### EXERCISE OBJECTIVE
One line in the listing below contains "if let Some(temperature)". Repeat that line and each line after it exactly, ending with the last one.
═════ DATASET RECORDS ═════
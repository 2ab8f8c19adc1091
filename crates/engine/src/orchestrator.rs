//! Orchestrator: the single entry point for provider calls.
//!
//! Every call goes cache lookup → budget pre-check → retried provider call →
//! cost record → cache store. Batch runs, pool drains and budget-bounded
//! sequential runs are all layered on [`Orchestrator::complete`].

use std::sync::Arc;

use async_trait::async_trait;
use domain::{
    AgentName, ChatMessage, Clock, Completion, CompletionRequest, HiveError, LlmProvider,
    ModelName, Task, TaskId, WorkerId,
};
use serde_json::{json, Value};
use tracing::{debug, info, warn};

use crate::batch::{BatchOutcome, BatchProcessor, ErrorAction};
use crate::cache::RequestCache;
use crate::config::{BatchConfig, EngineConfig};
use crate::cost::{CostTracker, PriceTable};
use crate::pool::TaskPool;
use crate::retry::RetryPolicy;
use crate::swarm::{StartOptions, Swarm, SwarmRunSummary, Worker};

/// Attribution attached to the cost entry of a call.
#[derive(Debug, Clone, Default, PartialEq, Eq)]
pub struct CallContext {
    pub agent: Option<AgentName>,
    pub task_id: Option<TaskId>,
}

impl CallContext {
    pub fn for_task(agent: AgentName, task_id: TaskId) -> Self {
        Self {
            agent: Some(agent),
            task_id: Some(task_id),
        }
    }
}

/// Result of [`Orchestrator::run_within_budget`].
#[derive(Debug)]
pub struct BudgetRun {
    /// One entry per request that was attempted, in input order.
    pub outcomes: Vec<(CompletionRequest, Result<Completion, HiveError>)>,
    /// Requests never sent because the budget ran out.
    pub not_run: Vec<CompletionRequest>,
    /// The budget error that stopped the run, if any.
    pub stopped_by: Option<HiveError>,
}

/// Composition of provider, cache, cost ledger and retry policy.
pub struct Orchestrator {
    provider: Arc<dyn LlmProvider>,
    cache: RequestCache,
    costs: CostTracker,
    retry: RetryPolicy,
    batch: BatchConfig,
}

impl Orchestrator {
    /// Builds an orchestrator from a validated configuration.
    pub fn new(
        provider: Arc<dyn LlmProvider>,
        config: &EngineConfig,
        prices: PriceTable,
        clock: Arc<dyn Clock>,
    ) -> Result<Self, HiveError> {
        config.validate()?;
        Ok(Self {
            provider,
            cache: RequestCache::new(&config.cache, clock.clone()),
            costs: CostTracker::new(prices, config.budget(), clock),
            retry: RetryPolicy::new(config.retry.clone()),
            batch: config.batch.clone(),
        })
    }

    /// Replaces the retry policy (e.g. with a seeded one).
    pub fn with_retry_policy(mut self, retry: RetryPolicy) -> Self {
        self.retry = retry;
        self
    }

    pub fn cache(&self) -> &RequestCache {
        &self.cache
    }

    pub fn costs(&self) -> &CostTracker {
        &self.costs
    }

    pub fn provider(&self) -> &Arc<dyn LlmProvider> {
        &self.provider
    }

    /// Performs one completion.
    ///
    /// Cache hits are free and skip the provider entirely. A response whose
    /// cost would exceed the budget is discarded and
    /// [`HiveError::BudgetExceeded`] is returned.
    pub async fn complete(
        &self,
        request: &CompletionRequest,
        context: &CallContext,
    ) -> Result<Completion, HiveError> {
        if let Some(hit) = self.cache.get_completion(request) {
            debug!(model = %request.model, "Serving completion from cache");
            return Ok(hit);
        }

        self.costs.ensure_budget_available()?;

        let completion = self
            .retry
            .retry(|| self.provider.complete(request))
            .await?;

        // Priced by the requested model: providers often answer with a
        // dated variant that is missing from the price table.
        let entry = self.costs.record(
            &request.model,
            completion.usage,
            context.agent.as_ref(),
            context.task_id,
        )?;
        self.cache.set_completion(request, &completion);
        debug!(
            provider = %self.provider.name(),
            model = %request.model,
            cost = %entry.cost,
            "Completion finished"
        );
        Ok(completion)
    }

    /// Runs `requests` in chunks of `concurrency`, preserving input order.
    ///
    /// Individual failures are recorded per item; a budget rejection aborts
    /// the remaining chunks and is returned.
    pub async fn run_batch(
        &self,
        requests: Vec<CompletionRequest>,
        concurrency: usize,
    ) -> Result<Vec<BatchOutcome<CompletionRequest, Completion, HiveError>>, HiveError> {
        let mut processor = BatchProcessor::new(concurrency)
            .with_max_retries_per_item(self.batch.max_retries_per_item)
            .with_on_error(|error: &HiveError, _: &CompletionRequest| match error {
                HiveError::BudgetExceeded { .. } => ErrorAction::Abort,
                _ => ErrorAction::Skip,
            });
        if let Some(delay) = self.batch.delay_between_batches() {
            processor = processor.with_delay_between_batches(delay);
        }
        let context = CallContext::default();
        let context = &context;
        processor
            .process(requests, move |request| async move {
                self.complete(&request, context).await
            })
            .await
    }

    /// Drains `pool` with `workers` through a fresh [`Swarm`].
    pub async fn drain_pool(
        &self,
        pool: Arc<TaskPool>,
        workers: Vec<Arc<dyn Worker>>,
        options: StartOptions,
    ) -> Result<SwarmRunSummary, HiveError> {
        let swarm = Swarm::new(pool);
        for worker in workers {
            swarm.register_agent(worker)?;
        }
        let summary = swarm.start(options).await?;
        info!(
            completed = summary.completed,
            failed = summary.failed,
            total_cost = %self.costs.current_cost(),
            "Pool drained"
        );
        Ok(summary)
    }

    /// Runs `requests` one after another until the budget stops the run.
    ///
    /// Non-budget failures are recorded and the run continues.
    pub async fn run_within_budget(
        &self,
        requests: Vec<CompletionRequest>,
        context: &CallContext,
    ) -> BudgetRun {
        let mut outcomes = Vec::with_capacity(requests.len());
        let mut remaining = requests.into_iter();
        let mut stopped_by = None;
        let mut not_run = Vec::new();

        while let Some(request) = remaining.next() {
            match self.complete(&request, context).await {
                Err(error @ HiveError::BudgetExceeded { .. }) => {
                    warn!(error = %error, "Budget reached; skipping remaining requests");
                    not_run.push(request);
                    not_run.extend(remaining.by_ref());
                    stopped_by = Some(error);
                    break;
                }
                result => outcomes.push((request, result)),
            }
        }

        BudgetRun {
            outcomes,
            not_run,
            stopped_by,
        }
    }
}

impl std::fmt::Debug for Orchestrator {
    fn fmt(&self, f: &mut std::fmt::Formatter<'_>) -> std::fmt::Result {
        f.debug_struct("Orchestrator")
            .field("provider", self.provider.name())
            .field("retry", &self.retry)
            .field("batch", &self.batch)
            .finish_non_exhaustive()
    }
}

// ---------------------------------------------------------------------------
// LlmWorker
// ---------------------------------------------------------------------------

/// A [`Worker`] that answers each task with one completion.
///
/// The task title and description become the user message; the optional
/// persona prompt becomes the system message.
#[derive(Debug)]
pub struct LlmWorker {
    id: WorkerId,
    agent: AgentName,
    orchestrator: Arc<Orchestrator>,
    model: ModelName,
    system_prompt: Option<String>,
    capabilities: Vec<String>,
    temperature: Option<f32>,
    max_tokens: Option<u32>,
}

impl LlmWorker {
    pub fn new(
        name: &str,
        orchestrator: Arc<Orchestrator>,
        model: ModelName,
    ) -> Result<Self, HiveError> {
        let invalid = || HiveError::validation("worker name must not be empty");
        Ok(Self {
            id: WorkerId::new(name).ok_or_else(invalid)?,
            agent: AgentName::new(name).ok_or_else(invalid)?,
            orchestrator,
            model,
            system_prompt: None,
            capabilities: Vec::new(),
            temperature: None,
            max_tokens: None,
        })
    }

    pub fn with_system_prompt(mut self, prompt: impl Into<String>) -> Self {
        self.system_prompt = Some(prompt.into());
        self
    }

    pub fn with_capability(mut self, capability: impl Into<String>) -> Self {
        self.capabilities.push(capability.into());
        self
    }

    pub fn with_temperature(mut self, temperature: f32) -> Self {
        self.temperature = Some(temperature);
        self
    }

    pub fn with_max_tokens(mut self, max_tokens: u32) -> Self {
        self.max_tokens = Some(max_tokens);
        self
    }

    /// The request this worker sends for `task`.
    pub fn render(&self, task: &Task) -> CompletionRequest {
        let mut messages = Vec::with_capacity(2);
        if let Some(prompt) = self.system_prompt.as_deref().filter(|p| !p.trim().is_empty()) {
            messages.push(ChatMessage::system(prompt));
        }
        messages.push(ChatMessage::user(format!(
            "{}\n\n{}",
            task.title, task.description
        )));

        let mut request = CompletionRequest::new(self.model.clone(), messages);
        if let Some(temperature) = self.temperature {
            request = request.with_temperature(temperature);
        }
        if let Some(max_tokens) = self.max_tokens {
            request = request.with_max_tokens(max_tokens);
        }
        request
    }
}

#[async_trait]
impl Worker for LlmWorker {
    fn id(&self) -> &WorkerId {
        &self.id
    }

    fn capabilities(&self) -> &[String] {
        &self.capabilities
    }

    async fn execute(&self, task: &Task) -> Result<Value, HiveError> {
        let request = self.render(task);
        let context = CallContext::for_task(self.agent.clone(), task.id);
        let completion = self.orchestrator.complete(&request, &context).await?;
        Ok(json!({
            "content": completion.content,
            "model": completion.model,
            "cached": completion.cached,
            "usage": completion.usage,
        }))
    }
}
═════
### OUTPUT OF THE EXERCISE
        if let Some(temperature) = self.temperature {
            request = request.with_temperature(temperature);
        }
        if let Some(max_tokens) = self.max_tokens {
            request = request.with_max_tokens(max_tokens);
        }
        request
    }
}

#[async_trait]
impl Worker for LlmWorker {
    fn id(&self) -> &WorkerId {
        &self.id
    }

    fn capabilities(&self) -> &[String] {
        &self.capabilities
    }

    async fn execute(&self, task: &Task) -> Result<Value, HiveError> {
        let request = self.render(task);
        let context = CallContext::for_task(self.agent.clone(), task.id);
        let completion = self.orchestrator.complete(&request, &context).await?;
        Ok(json!({
            "content": completion.content,
            "model": completion.model,
            "cached": completion.cached,
            "usage": completion.usage,
        }))
    }
}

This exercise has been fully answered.